Action item :: The records are to be repeated in full. Every line must match.

Provided data ::
....
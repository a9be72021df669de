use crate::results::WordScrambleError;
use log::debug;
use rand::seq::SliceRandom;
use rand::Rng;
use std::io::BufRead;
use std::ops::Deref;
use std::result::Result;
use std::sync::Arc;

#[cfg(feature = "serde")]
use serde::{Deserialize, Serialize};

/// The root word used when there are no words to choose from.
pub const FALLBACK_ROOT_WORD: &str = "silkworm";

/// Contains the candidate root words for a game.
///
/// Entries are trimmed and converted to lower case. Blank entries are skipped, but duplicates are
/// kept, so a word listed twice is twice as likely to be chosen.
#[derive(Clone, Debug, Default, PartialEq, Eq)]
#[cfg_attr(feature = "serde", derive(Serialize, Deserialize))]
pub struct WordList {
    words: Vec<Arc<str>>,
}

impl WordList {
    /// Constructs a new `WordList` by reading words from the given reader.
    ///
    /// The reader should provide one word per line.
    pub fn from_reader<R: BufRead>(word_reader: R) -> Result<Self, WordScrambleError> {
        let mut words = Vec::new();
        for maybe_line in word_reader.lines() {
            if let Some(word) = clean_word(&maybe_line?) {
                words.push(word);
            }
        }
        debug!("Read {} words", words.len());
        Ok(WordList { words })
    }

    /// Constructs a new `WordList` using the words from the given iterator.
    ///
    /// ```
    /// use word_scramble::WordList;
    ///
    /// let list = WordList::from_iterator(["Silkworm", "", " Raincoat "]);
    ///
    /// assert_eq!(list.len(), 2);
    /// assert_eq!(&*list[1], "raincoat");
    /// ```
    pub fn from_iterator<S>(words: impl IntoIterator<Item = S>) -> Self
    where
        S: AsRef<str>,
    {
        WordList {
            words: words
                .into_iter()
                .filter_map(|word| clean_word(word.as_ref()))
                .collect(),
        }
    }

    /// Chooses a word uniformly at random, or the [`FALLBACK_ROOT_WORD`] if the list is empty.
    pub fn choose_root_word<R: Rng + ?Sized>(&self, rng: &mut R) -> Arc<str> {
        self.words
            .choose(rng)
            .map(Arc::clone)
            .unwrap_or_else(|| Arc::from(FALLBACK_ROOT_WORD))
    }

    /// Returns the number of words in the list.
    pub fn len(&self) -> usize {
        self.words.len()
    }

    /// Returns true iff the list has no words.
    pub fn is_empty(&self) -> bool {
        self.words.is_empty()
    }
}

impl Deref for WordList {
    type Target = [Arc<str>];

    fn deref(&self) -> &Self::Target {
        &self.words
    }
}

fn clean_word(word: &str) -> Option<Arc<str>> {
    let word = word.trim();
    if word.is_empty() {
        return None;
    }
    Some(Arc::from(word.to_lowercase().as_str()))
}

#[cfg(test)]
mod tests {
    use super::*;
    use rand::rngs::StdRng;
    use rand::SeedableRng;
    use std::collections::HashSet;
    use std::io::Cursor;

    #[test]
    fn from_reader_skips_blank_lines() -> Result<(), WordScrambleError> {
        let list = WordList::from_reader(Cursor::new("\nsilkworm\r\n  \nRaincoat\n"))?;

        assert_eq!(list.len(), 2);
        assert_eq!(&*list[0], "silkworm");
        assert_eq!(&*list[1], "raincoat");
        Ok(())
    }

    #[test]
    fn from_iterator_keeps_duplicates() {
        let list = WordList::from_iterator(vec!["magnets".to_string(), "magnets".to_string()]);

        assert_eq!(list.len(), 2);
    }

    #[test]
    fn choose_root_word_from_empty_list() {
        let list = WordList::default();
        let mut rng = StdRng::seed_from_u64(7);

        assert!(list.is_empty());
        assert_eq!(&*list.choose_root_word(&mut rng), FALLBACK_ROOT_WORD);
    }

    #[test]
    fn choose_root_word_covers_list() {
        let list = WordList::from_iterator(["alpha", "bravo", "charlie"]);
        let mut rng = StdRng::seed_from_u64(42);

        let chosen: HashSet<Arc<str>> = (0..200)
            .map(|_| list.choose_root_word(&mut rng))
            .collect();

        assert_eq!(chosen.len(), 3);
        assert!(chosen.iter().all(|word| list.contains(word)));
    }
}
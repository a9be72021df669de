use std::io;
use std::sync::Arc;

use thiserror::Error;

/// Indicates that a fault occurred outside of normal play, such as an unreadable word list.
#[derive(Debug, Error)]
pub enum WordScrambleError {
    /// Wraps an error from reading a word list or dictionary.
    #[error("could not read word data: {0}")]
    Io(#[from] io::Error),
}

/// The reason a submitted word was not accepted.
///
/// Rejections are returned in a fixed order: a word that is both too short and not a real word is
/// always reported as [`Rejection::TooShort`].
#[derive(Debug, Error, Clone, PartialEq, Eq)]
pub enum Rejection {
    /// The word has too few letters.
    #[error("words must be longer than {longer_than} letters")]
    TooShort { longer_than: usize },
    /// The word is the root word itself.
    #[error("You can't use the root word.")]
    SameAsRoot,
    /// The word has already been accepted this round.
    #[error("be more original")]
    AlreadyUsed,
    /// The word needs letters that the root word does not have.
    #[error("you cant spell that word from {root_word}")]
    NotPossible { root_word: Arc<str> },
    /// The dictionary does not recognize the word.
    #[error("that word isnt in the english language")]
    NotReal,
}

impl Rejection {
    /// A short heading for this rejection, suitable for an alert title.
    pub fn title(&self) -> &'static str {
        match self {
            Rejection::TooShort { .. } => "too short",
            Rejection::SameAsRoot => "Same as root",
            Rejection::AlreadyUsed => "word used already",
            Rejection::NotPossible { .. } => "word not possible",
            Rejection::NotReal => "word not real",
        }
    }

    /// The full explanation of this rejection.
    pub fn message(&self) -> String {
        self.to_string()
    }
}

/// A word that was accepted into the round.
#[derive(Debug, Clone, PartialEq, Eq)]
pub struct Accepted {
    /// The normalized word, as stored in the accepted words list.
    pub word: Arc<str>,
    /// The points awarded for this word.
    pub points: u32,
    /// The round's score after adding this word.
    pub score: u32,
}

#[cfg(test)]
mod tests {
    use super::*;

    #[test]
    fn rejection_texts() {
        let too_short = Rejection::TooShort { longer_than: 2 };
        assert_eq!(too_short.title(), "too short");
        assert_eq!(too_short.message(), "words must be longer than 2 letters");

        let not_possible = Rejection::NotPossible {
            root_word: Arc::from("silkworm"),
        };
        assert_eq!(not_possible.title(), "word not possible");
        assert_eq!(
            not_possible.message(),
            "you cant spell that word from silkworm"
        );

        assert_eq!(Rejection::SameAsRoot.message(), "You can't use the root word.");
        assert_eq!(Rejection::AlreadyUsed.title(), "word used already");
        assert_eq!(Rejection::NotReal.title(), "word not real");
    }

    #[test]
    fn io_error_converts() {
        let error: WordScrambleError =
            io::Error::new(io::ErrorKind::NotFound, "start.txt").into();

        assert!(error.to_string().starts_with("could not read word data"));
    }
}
....
Final answer ::
repository a9be72021df669de
use crate::results::WordScrambleError;
use log::debug;
use rand::seq::SliceRandom;
use rand::Rng;
use std::io::BufRead;
use std::ops::Deref;
use std::result::Result;
use std::sync::Arc;

#[cfg(feature = "serde")]
use serde::{Deserialize, Serialize};

/// The root word used when there are no words to choose from.
pub const FALLBACK_ROOT_WORD: &str = "silkworm";

/// Contains the candidate root words for a game.
///
/// Entries are trimmed and converted to lower case. Blank entries are skipped, but duplicates are
/// kept, so a word listed twice is twice as likely to be chosen.
#[derive(Clone, Debug, Default, PartialEq, Eq)]
#[cfg_attr(feature = "serde", derive(Serialize, Deserialize))]
pub struct WordList {
    words: Vec<Arc<str>>,
}

impl WordList {
    /// Constructs a new `WordList` by reading words from the given reader.
    ///
    /// The reader should provide one word per line.
    pub fn from_reader<R: BufRead>(word_reader: R) -> Result<Self, WordScrambleError> {
        let mut words = Vec::new();
        for maybe_line in word_reader.lines() {
            if let Some(word) = clean_word(&maybe_line?) {
                words.push(word);
            }
        }
        debug!("Read {} words", words.len());
        Ok(WordList { words })
    }

    /// Constructs a new `WordList` using the words from the given iterator.
    ///
    /// ```
    /// use word_scramble::WordList;
    ///
    /// let list = WordList::from_iterator(["Silkworm", "", " Raincoat "]);
    ///
    /// assert_eq!(list.len(), 2);
    /// assert_eq!(&*list[1], "raincoat");
    /// ```
    pub fn from_iterator<S>(words: impl IntoIterator<Item = S>) -> Self
    where
        S: AsRef<str>,
    {
        WordList {
            words: words
                .into_iter()
                .filter_map(|word| clean_word(word.as_ref()))
                .collect(),
        }
    }

    /// Chooses a word uniformly at random, or the [`FALLBACK_ROOT_WORD`] if the list is empty.
    pub fn choose_root_word<R: Rng + ?Sized>(&self, rng: &mut R) -> Arc<str> {
        self.words
            .choose(rng)
            .map(Arc::clone)
            .unwrap_or_else(|| Arc::from(FALLBACK_ROOT_WORD))
    }

    /// Returns the number of words in the list.
    pub fn len(&self) -> usize {
        self.words.len()
    }

    /// Returns true iff the list has no words.
    pub fn is_empty(&self) -> bool {
        self.words.is_empty()
    }
}

impl Deref for WordList {
    type Target = [Arc<str>];

    fn deref(&self) -> &Self::Target {
        &self.words
    }
}

fn clean_word(word: &str) -> Option<Arc<str>> {
    let word = word.trim();
    if word.is_empty() {
        return None;
    }
    Some(Arc::from(word.to_lowercase().as_str()))
}

#[cfg(test)]
mod tests {
    use super::*;
    use rand::rngs::StdRng;
    use rand::SeedableRng;
    use std::collections::HashSet;
    use std::io::Cursor;

    #[test]
    fn from_reader_skips_blank_lines() -> Result<(), WordScrambleError> {
        let list = WordList::from_reader(Cursor::new("\nsilkworm\r\n  \nRaincoat\n"))?;

        assert_eq!(list.len(), 2);
        assert_eq!(&*list[0], "silkworm");
        assert_eq!(&*list[1], "raincoat");
        Ok(())
    }

    #[test]
    fn from_iterator_keeps_duplicates() {
        let list = WordList::from_iterator(vec!["magnets".to_string(), "magnets".to_string()]);

        assert_eq!(list.len(), 2);
    }

    #[test]
    fn choose_root_word_from_empty_list() {
        let list = WordList::default();
        let mut rng = StdRng::seed_from_u64(7);

        assert!(list.is_empty());
        assert_eq!(&*list.choose_root_word(&mut rng), FALLBACK_ROOT_WORD);
    }

    #[test]
    fn choose_root_word_covers_list() {
        let list = WordList::from_iterator(["alpha", "bravo", "charlie"]);
        let mut rng = StdRng::seed_from_u64(42);

        let chosen: HashSet<Arc<str>> = (0..200)
            .map(|_| list.choose_root_word(&mut rng))
            .collect();

        assert_eq!(chosen.len(), 3);
        assert!(chosen.iter().all(|word| list.contains(word)));
    }
}
repository a9be72021df669de
use std::io;
use std::sync::Arc;

use thiserror::Error;

/// Indicates that a fault occurred outside of normal play, such as an unreadable word list.
#[derive(Debug, Error)]
pub enum WordScrambleError {
    /// Wraps an error from reading a word list or dictionary.
    #[error("could not read word data: {0}")]
    Io(#[from] io::Error),
}

/// The reason a submitted word was not accepted.
///
/// Rejections are returned in a fixed order: a word that is both too short and not a real word is
/// always reported as [`Rejection::TooShort`].
#[derive(Debug, Error, Clone, PartialEq, Eq)]
pub enum Rejection {
    /// The word has too few letters.
    #[error("words must be longer than {longer_than} letters")]
    TooShort { longer_than: usize },
    /// The word is the root word itself.
    #[error("You can't use the root word.")]
    SameAsRoot,
    /// The word has already been accepted this round.
    #[error("be more original")]
    AlreadyUsed,
    /// The word needs letters that the root word does not have.
    #[error("you cant spell that word from {root_word}")]
    NotPossible { root_word: Arc<str> },
    /// The dictionary does not recognize the word.
    #[error("that word isnt in the english language")]
    NotReal,
}

impl Rejection {
    /// A short heading for this rejection, suitable for an alert title.
    pub fn title(&self) -> &'static str {
        match self {
            Rejection::TooShort { .. } => "too short",
            Rejection::SameAsRoot => "Same as root",
            Rejection::AlreadyUsed => "word used already",
            Rejection::NotPossible { .. } => "word not possible",
            Rejection::NotReal => "word not real",
        }
    }

    /// The full explanation of this rejection.
    pub fn message(&self) -> String {
        self.to_string()
    }
}

/// A word that was accepted into the round.
#[derive(Debug, Clone, PartialEq, Eq)]
pub struct Accepted {
    /// The normalized word, as stored in the accepted words list.
    pub word: Arc<str>,
    /// The points awarded for this word.
    pub points: u32,
    /// The round's score after adding this word.
    pub score: u32,
}

#[cfg(test)]
mod tests {
    use super::*;

    #[test]
    fn rejection_texts() {
        let too_short = Rejection::TooShort { longer_than: 2 };
        assert_eq!(too_short.title(), "too short");
        assert_eq!(too_short.message(), "words must be longer than 2 letters");

        let not_possible = Rejection::NotPossible {
            root_word: Arc::from("silkworm"),
        };
        assert_eq!(not_possible.title(), "word not possible");
        assert_eq!(
            not_possible.message(),
            "you cant spell that word from silkworm"
        );

        assert_eq!(Rejection::SameAsRoot.message(), "You can't use the root word.");
        assert_eq!(Rejection::AlreadyUsed.title(), "word used already");
        assert_eq!(Rejection::NotReal.title(), "word not real");
    }

    #[test]
    fn io_error_converts() {
        let error: WordScrambleError =
            io::Error::new(io::ErrorKind::NotFound, "start.txt").into();

        assert!(error.to_string().starts_with("could not read word data"));
    }
}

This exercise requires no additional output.